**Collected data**
=-=-=-=-=

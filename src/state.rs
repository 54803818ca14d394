use std::path::PathBuf;
use std::sync::Arc;

use crate::analysis::report::CityReport;
use crate::config::AppConfig;
use crate::data::cache::DatasetCache;
use crate::data::filter::distinct_cities;
use crate::data::model::WeatherTable;

// ---------------------------------------------------------------------------
// Application state
// ---------------------------------------------------------------------------

/// The full UI state, independent of rendering.
pub struct AppState {
    pub config: AppConfig,

    /// Single memoized load, keyed on the source file's version.
    pub cache: DatasetCache,

    /// Loaded table (None until a load succeeds).
    pub dataset: Option<Arc<WeatherTable>>,

    /// File the current dataset came from.
    pub source: Option<PathBuf>,

    /// Sorted city names offered by the selector.
    pub cities: Vec<String>,

    pub selected_city: Option<String>,

    /// Analytics for `selected_city`, rebuilt only when the selection changes.
    pub report: Option<CityReport>,

    /// Status / error message shown in the UI.
    pub status_message: Option<String>,
}

impl AppState {
    pub fn new(config: AppConfig) -> Self {
        Self {
            config,
            cache: DatasetCache::new(),
            dataset: None,
            source: None,
            cities: Vec::new(),
            selected_city: None,
            report: None,
            status_message: None,
        }
    }

    /// Load (or reuse from cache) the table at `path`.
    ///
    /// A failed load leaves the dashboard without data and shows the error.
    pub fn load_path(&mut self, path: PathBuf) {
        match self.cache.get_or_load(&path) {
            Ok(table) => {
                log::info!(
                    "{} records for {} cities from {}",
                    table.len(),
                    distinct_cities(&table).len(),
                    path.display()
                );
                self.source = Some(path);
                self.set_dataset(table);
            }
            Err(e) => {
                log::error!("Failed to load {}: {e}", path.display());
                self.status_message = Some(format!("Error: {e}"));
                self.dataset = None;
                self.source = Some(path);
                self.cities.clear();
                self.selected_city = None;
                self.report = None;
            }
        }
    }

    /// Drop the cached table and read the current source again.
    pub fn reload(&mut self) {
        self.cache.invalidate();
        if let Some(path) = self.source.clone() {
            self.load_path(path);
        }
    }

    /// Ingest a loaded table, keeping the selected city when it still exists.
    pub fn set_dataset(&mut self, table: Arc<WeatherTable>) {
        self.cities = distinct_cities(&table);
        self.dataset = Some(table);
        self.status_message = None;

        let keep = self
            .selected_city
            .take()
            .filter(|city| self.cities.contains(city));
        self.report = None;
        match keep.or_else(|| self.cities.first().cloned()) {
            Some(city) => self.select_city(city),
            None => self.status_message = Some("No complete rows in this file.".to_string()),
        }
    }

    /// Switch the selection and rebuild the report if it changed.
    pub fn select_city(&mut self, city: String) {
        if self.selected_city.as_deref() == Some(city.as_str()) && self.report.is_some() {
            return;
        }
        let Some(table) = &self.dataset else {
            return;
        };
        let report = CityReport::build(
            table,
            &city,
            &self.config.split,
            self.config.preview_rows,
        );
        if let Err(e) = &report.latest {
            log::warn!("{e}");
        }
        self.report = Some(report);
        self.selected_city = Some(city);
    }
}
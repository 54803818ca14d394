mod analysis;
mod app;
mod color;
mod config;
mod data;
mod error;
mod state;
mod ui;

use app::WeatherDashboardApp;
use config::AppConfig;
use eframe::egui;

fn main() -> eframe::Result {
    env_logger::init();

    let config = AppConfig::from_env();
    log::info!(
        "Data file {}, split seed {}, test fraction {}",
        config.data_path.display(),
        config.split.seed,
        config.split.test_fraction
    );

    let options = eframe::NativeOptions {
        viewport: egui::ViewportBuilder::default()
            .with_inner_size([1280.0, 900.0])
            .with_min_inner_size([720.0, 480.0]),
        ..Default::default()
    };

    eframe::run_native(
        "Indian Cities Weather Dashboard",
        options,
        Box::new(|_cc| Ok(Box::new(WeatherDashboardApp::new(config)))),
    )
}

=-=-=-=-=

**What needs to be done**
Nothing should be omitted or altered. Retype the records exactly.

**Solution below**
filename src/state.rs
repository 54803818ca14d394
use std::path::PathBuf;
use std::sync::Arc;

use crate::analysis::report::CityReport;
use crate::config::AppConfig;
use crate::data::cache::DatasetCache;
use crate::data::filter::distinct_cities;
use crate::data::model::WeatherTable;

// ---------------------------------------------------------------------------
// Application state
// ---------------------------------------------------------------------------

/// The full UI state, independent of rendering.
pub struct AppState {
    pub config: AppConfig,

    /// Single memoized load, keyed on the source file's version.
    pub cache: DatasetCache,

    /// Loaded table (None until a load succeeds).
    pub dataset: Option<Arc<WeatherTable>>,

    /// File the current dataset came from.
    pub source: Option<PathBuf>,

    /// Sorted city names offered by the selector.
    pub cities: Vec<String>,

    pub selected_city: Option<String>,

    /// Analytics for `selected_city`, rebuilt only when the selection changes.
    pub report: Option<CityReport>,

    /// Status / error message shown in the UI.
    pub status_message: Option<String>,
}

impl AppState {
    pub fn new(config: AppConfig) -> Self {
        Self {
            config,
            cache: DatasetCache::new(),
            dataset: None,
            source: None,
            cities: Vec::new(),
            selected_city: None,
            report: None,
            status_message: None,
        }
    }

    /// Load (or reuse from cache) the table at `path`.
    ///
    /// A failed load leaves the dashboard without data and shows the error.
    pub fn load_path(&mut self, path: PathBuf) {
        match self.cache.get_or_load(&path) {
            Ok(table) => {
                log::info!(
                    "{} records for {} cities from {}",
                    table.len(),
                    distinct_cities(&table).len(),
                    path.display()
                );
                self.source = Some(path);
                self.set_dataset(table);
            }
            Err(e) => {
                log::error!("Failed to load {}: {e}", path.display());
                self.status_message = Some(format!("Error: {e}"));
                self.dataset = None;
                self.source = Some(path);
                self.cities.clear();
                self.selected_city = None;
                self.report = None;
            }
        }
    }

    /// Drop the cached table and read the current source again.
    pub fn reload(&mut self) {
        self.cache.invalidate();
        if let Some(path) = self.source.clone() {
            self.load_path(path);
        }
    }

    /// Ingest a loaded table, keeping the selected city when it still exists.
    pub fn set_dataset(&mut self, table: Arc<WeatherTable>) {
        self.cities = distinct_cities(&table);
        self.dataset = Some(table);
        self.status_message = None;

        let keep = self
            .selected_city
            .take()
            .filter(|city| self.cities.contains(city));
        self.report = None;
        match keep.or_else(|| self.cities.first().cloned()) {
            Some(city) => self.select_city(city),
            None => self.status_message = Some("No complete rows in this file.".to_string()),
        }
    }

    /// Switch the selection and rebuild the report if it changed.
    pub fn select_city(&mut self, city: String) {
        if self.selected_city.as_deref() == Some(city.as_str()) && self.report.is_some() {
            return;
        }
        let Some(table) = &self.dataset else {
            return;
        };
        let report = CityReport::build(
            table,
            &city,
            &self.config.split,
            self.config.preview_rows,
        );
        if let Err(e) = &report.latest {
            log::warn!("{e}");
        }
        self.report = Some(report);
        self.selected_city = Some(city);
    }
}
repository 54803818ca14d394
mod analysis;
mod app;
mod color;
mod config;
mod data;
mod error;
mod state;
mod ui;

use app::WeatherDashboardApp;
use config::AppConfig;
use eframe::egui;

fn main() -> eframe::Result {
    env_logger::init();

    let config = AppConfig::from_env();
    log::info!(
        "Data file {}, split seed {}, test fraction {}",
        config.data_path.display(),
        config.split.seed,
        config.split.test_fraction
    );

    let options = eframe::NativeOptions {
        viewport: egui::ViewportBuilder::default()
            .with_inner_size([1280.0, 900.0])
            .with_min_inner_size([720.0, 480.0]),
        ..Default::default()
    };

    eframe::run_native(
        "Indian Cities Weather Dashboard",
        options,
        Box::new(|_cc| Ok(Box::new(WeatherDashboardApp::new(config)))),
    )
}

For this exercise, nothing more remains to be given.